Can Paul Chan make the necessary adjustments to the Hong Kong budget without upsetting the public?
Hong Kong’s finance chief is expected to deliver his budget speech on February 26 and is under mounting pressure to balance the books. The Post looks at the dilemmas involved and the political will required to address funding challenges in a two-part series.
For six days a week, 64-year-old Wen Runlan spends half an hour commuting on the MTR to get to work, spending just HK$2 (26 US cents) per trip thanks to the government’s transport subsidy.
For Wen, a security guard who earns HK$12,000 a month and lives alone, the subsidy is significant, allowing her to save about HK$400 monthly, or HK$15.6 each day, travelling between her home in Shek Mun and her workplace in Lai Chi Kok.
“Without the HK$2 fare, I would need to further tighten my belt, such as by going out less on my days off … because it’s not possible for me to cut back on my rent and medical expenses,” she said.
Wen spends a third of her wage on rent and traditional Chinese medicine for her stomach and nerve problems. The rest goes to daily living expenses and retirement savings, although she says she has little hope of stopping work any time soon.
“I hope the government can consider the financial hardships of the low-income group if they are to adjust the HK$2 transport subsidy [for those aged 60 to 65],” she said, adding she hoped the fare would not be raised beyond HK$3.
Wen’s concerns reflect the widespread apprehension among residents ahead of Financial Secretary Paul Chan Mo-po’s delivery of his annual budget speech on February 26.
Unlike in previous years when coffers were overflowing, residents no longer chatter about what sweeteners they might enjoy and instead are worried about potential cuts to their benefits.
The government is in a bind, as the city grapples with a deficit for the current financial year estimated at HK$100 billion.
Spending cuts are likely to be unpopular, especially among those already facing hardships during the economic slowdown. But deep cuts seem necessary as increasing revenue appears difficult amid geopolitical tensions between China and the United States.
Equally alarming to observers is the possibility that Hong Kong is entering an era of structural deficit.

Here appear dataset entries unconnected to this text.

use std::{
    path::{Path, PathBuf},
    time::{Duration, Instant},
};

use rayon::prelude::*;

use crate::{
    config::{PackConfig, RunSettings, Threading},
    decode::{
        gif,
        still::{self, StillEntry},
    },
    foundation::{
        core::{FrameIndex, NormalizedFrame, RawFrame},
        error::{PackError, PackResult},
    },
    frame::normalize,
    output::{
        archive,
        descriptor::{DescriptorWriter, SequenceDescriptor},
        layout::{OutputLayout, TrimLog},
        png,
    },
};

/// Where the frames of a run come from.
#[derive(Clone, Debug)]
pub enum FrameSource {
    /// Still images from a directory, already sorted.
    Stills(Vec<StillEntry>),
    /// An animated GIF.
    Gif(PathBuf),
}

impl FrameSource {
    /// Classify `path` as a directory of stills or a GIF container.
    pub fn resolve(path: &Path) -> PackResult<Self> {
        if path.is_dir() {
            return Ok(Self::Stills(still::list_still_images(path)?));
        }
        let is_gif = path
            .extension()
            .and_then(|e| e.to_str())
            .is_some_and(|e| e.eq_ignore_ascii_case("gif"));
        if path.is_file() && is_gif {
            return Ok(Self::Gif(path.to_path_buf()));
        }
        Err(PackError::InvalidSource(path.to_path_buf()))
    }

    /// Lazily produce frames in source order.
    pub fn into_frames(self) -> PackResult<Box<dyn Iterator<Item = PackResult<SourceFrame>>>> {
        match self {
            Self::Stills(entries) => Ok(Box::new(entries.into_iter().enumerate().map(
                |(i, entry)| {
                    still::load_still(&entry)
                        .map(|raw| SourceFrame {
                            origin: entry.path.clone(),
                            raw,
                        })
                        .map_err(|e| PackError::frame(i as u64, &entry.path, e))
                },
            ))),
            Self::Gif(path) => {
                let frames = gif::decode(&path)?;
                Ok(Box::new(frames.map(move |raw| {
                    raw.map(|raw| SourceFrame {
                        origin: path.clone(),
                        raw,
                    })
                })))
            }
        }
    }
}

/// A decoded frame and the file it came from.
#[derive(Debug)]
pub struct SourceFrame {
    /// Still image path, or the GIF path for container frames.
    pub origin: PathBuf,
    /// Decoded pixels.
    pub raw: RawFrame,
}

/// Summary of a completed run.
#[derive(Clone, Debug, PartialEq, Eq)]
pub struct PackStats {
    /// Frames written.
    pub frames: u64,
    /// Wall time of the run.
    pub elapsed: Duration,
    /// Archive path when one was requested.
    pub archive: Option<PathBuf>,
}

/// Run the whole conversion described by `config`.
///
/// Frames are written strictly in source order. The descriptor's part line is
/// appended only after the last frame is on disk; any failure before that
/// leaves a header-only `desc.txt`.
#[tracing::instrument(skip(config), fields(source = %config.source.display()))]
pub fn assemble(config: &PackConfig) -> PackResult<PackStats> {
    let started = Instant::now();
    let settings = config.validate()?;
    tracing::info!("start creating boot animation");

    let source = FrameSource::resolve(&config.source)?;
    match &source {
        FrameSource::Stills(entries) => {
            tracing::info!(count = entries.len(), "images are ready to process");
        }
        FrameSource::Gif(path) => {
            tracing::info!(path = %path.display(), "decoding gif");
        }
    }

    let mut frames = source.into_frames()?.peekable();
    if frames.peek().is_none() {
        return Err(PackError::NoFramesFound(config.source.clone()));
    }

    let layout = OutputLayout::new(&config.save_to);
    layout.create_dirs()?;
    let descriptor = DescriptorWriter::begin(
        &layout.descriptor_path(),
        SequenceDescriptor::single_part(settings.canvas, settings.fps),
    )?;
    let mut trim = TrimLog::create(layout.trim_path())?;

    let written = write_frames(&mut frames, &settings, &config.threading, &layout, &mut trim)?;
    descriptor.finish()?;

    let archive = if config.zip {
        Some(archive::write_archive(&layout, written)?)
    } else {
        None
    };

    let elapsed = started.elapsed();
    tracing::info!(
        frames = written,
        "done in {:.3} seconds",
        elapsed.as_secs_f64()
    );
    Ok(PackStats {
        frames: written,
        elapsed,
        archive,
    })
}

fn write_frames<I>(
    frames: &mut I,
    settings: &RunSettings,
    threading: &Threading,
    layout: &OutputLayout,
    trim: &mut TrimLog,
) -> PackResult<u64>
where
    I: Iterator<Item = PackResult<SourceFrame>>,
{
    let pool = if threading.parallel {
        Some(build_thread_pool(threading.threads)?)
    } else {
        None
    };
    let batch_size = if pool.is_some() {
        threading.chunk_size.max(1)
    } else {
        1
    };

    let mut next = 0u64;
    loop {
        // A load failure ends the batch; frames before it are still written.
        let mut batch = Vec::with_capacity(batch_size);
        let mut failed = None;
        for item in frames.by_ref().take(batch_size) {
            match item {
                Ok(frame) => {
                    batch.push((FrameIndex(next), frame));
                    next += 1;
                }
                Err(e) => {
                    failed = Some(e);
                    break;
                }
            }
        }
        if batch.is_empty() && failed.is_none() {
            break;
        }

        let normalized: Vec<(PathBuf, PackResult<NormalizedFrame>)> = match &pool {
            Some(pool) => pool.install(|| {
                batch
                    .into_par_iter()
                    .map(|(index, frame)| normalize_one(index, frame, settings))
                    .collect()
            }),
            None => batch
                .into_iter()
                .map(|(index, frame)| normalize_one(index, frame, settings))
                .collect(),
        };

        for (origin, result) in normalized {
            let frame = result?;
            let index = frame.index;
            write_frame(&frame, layout, trim)
                .map_err(|e| PackError::frame(index.0, origin, e))?;
        }
        if let Some(e) = failed {
            return Err(e);
        }
    }
    Ok(next)
}

fn normalize_one(
    index: FrameIndex,
    frame: SourceFrame,
    settings: &RunSettings,
) -> (PathBuf, PackResult<NormalizedFrame>) {
    tracing::info!(
        "processing frame {}: {}",
        index.0,
        frame.origin.display()
    );
    let result = normalize::normalize(frame.raw, index, settings)
        .map_err(|e| PackError::frame(index.0, &frame.origin, e));
    (frame.origin, result)
}

fn write_frame(
    frame: &NormalizedFrame,
    layout: &OutputLayout,
    trim: &mut TrimLog,
) -> PackResult<()> {
    png::write_indexed(&layout.frame_path(frame.index), &frame.image)?;
    trim.append(&frame.trim_line())
}

fn build_thread_pool(threads: Option<usize>) -> PackResult<rayon::ThreadPool> {
    if threads == Some(0) {
        return Err(PackError::Other(anyhow::anyhow!(
            "threads must be >= 1 when set"
        )));
    }

    let mut builder = rayon::ThreadPoolBuilder::new();
    if let Some(n) = threads {
        builder = builder.num_threads(n);
    }
    builder
        .build()
        .map_err(|e| PackError::Other(anyhow::anyhow!("failed to build thread pool: {e}")))
}

#[cfg(test)]
#[path = "../tests/unit/pipeline.rs"]
mod tests;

This has raised questions about whether the situation will reach a tipping point that affects the financial hub’s credit rating and hinders its efforts to find new drivers for growth.
The Post examined some of the dilemmas the government faces should it cut expenditure in major spending areas, such as the HK$2 transport subsidy, public healthcare and civil servant salaries.
Observers said addressing funding challenges would require that Chan demonstrate strong political will and embrace bold reforms, performing a delicate balancing act that avoided frustrating those already in financial hardships while also instilling faith in the city’s long-term development.
Alarming deficit and reserve levels
Hong Kong’s estimated deficit of about HK$100 billion for the 2024-25 financial year, as well as a reserve expected to plummet to HK$685.1 billion from a peak of HK$1.17 trillion in 2018-19, has raised alarms over the government’s fiscal management.
The financial hub had previously enjoyed budget surpluses for over a decade. But the deficit levels of the past four financial years have surpassed that of previous economic downturns since the city’s return to Chinese rule in 1997. The deficit was HK$122.3 billion in 2022-23 and HK$100.2 billion in 2023-24.
Chan has sought to reassure the public that there is no need to worry about a structural deficit. The government was aiming to balance the books within two to three years, “primarily through reducing expenditures, complemented by generating revenue”, he said earlier this month.
But economists at the University of Hong Kong’s Business School warned in a recent paper that the city’s structural deficit was at a “moderately high level”, which could not be passively alleviated by economic growth alone but required proactive fiscal policy adjustments.
There were growing concerns over a significant decline in government income due to a slowdown in property transactions, which has in turn led to a sharp reduction in land sales and stamp duty revenue.
PwC Hong Kong estimated that land sale revenues would reach only HK$8 billion, a drastic 76 per cent drop from the government’s original forecast of HK$33 billion. Stamp duty was expected to generate only HK$58 billion, 18 per cent lower than the projected HK$71 billion.
Revenue from profits and income tax was expected to stand at HK$247.6 billion, a 10 per cent drop from the original projection of HK$275.6 billion.
Transport subsidy: cut costs or promote active lifestyle?
Politicians and professional groups seeking to identify areas to cut expenditure have naturally focused on those with the highest government spending.
At HK$120 billion, social welfare ranked first, making up about a fifth of the estimated total recurrent government expenditure for 2024-25, followed by healthcare and education.
The subsidy scheme that allows elderly residents and people with disabilities to spend just HK$2 on commutes has emerged as a contentious issue. There have been calls to cancel or reduce the benefits for the roughly 643,000 residents aged 60 to 65 who are entitled to the subsidy.
But those who oppose the cuts, including the city’s largest political party, the Democratic Alliance for the Betterment and Progress of Hong Kong, have warned the government that the intangible benefits of encouraging active lifestyles and social connections among elderly must be considered.
Launched in 2012 with wide support from politicians, the scheme was initially available only to residents aged 65 and older but was expanded in 2022 under Carrie Lam Cheng Yuet-ngor’s leadership to include those aged 60 to 64.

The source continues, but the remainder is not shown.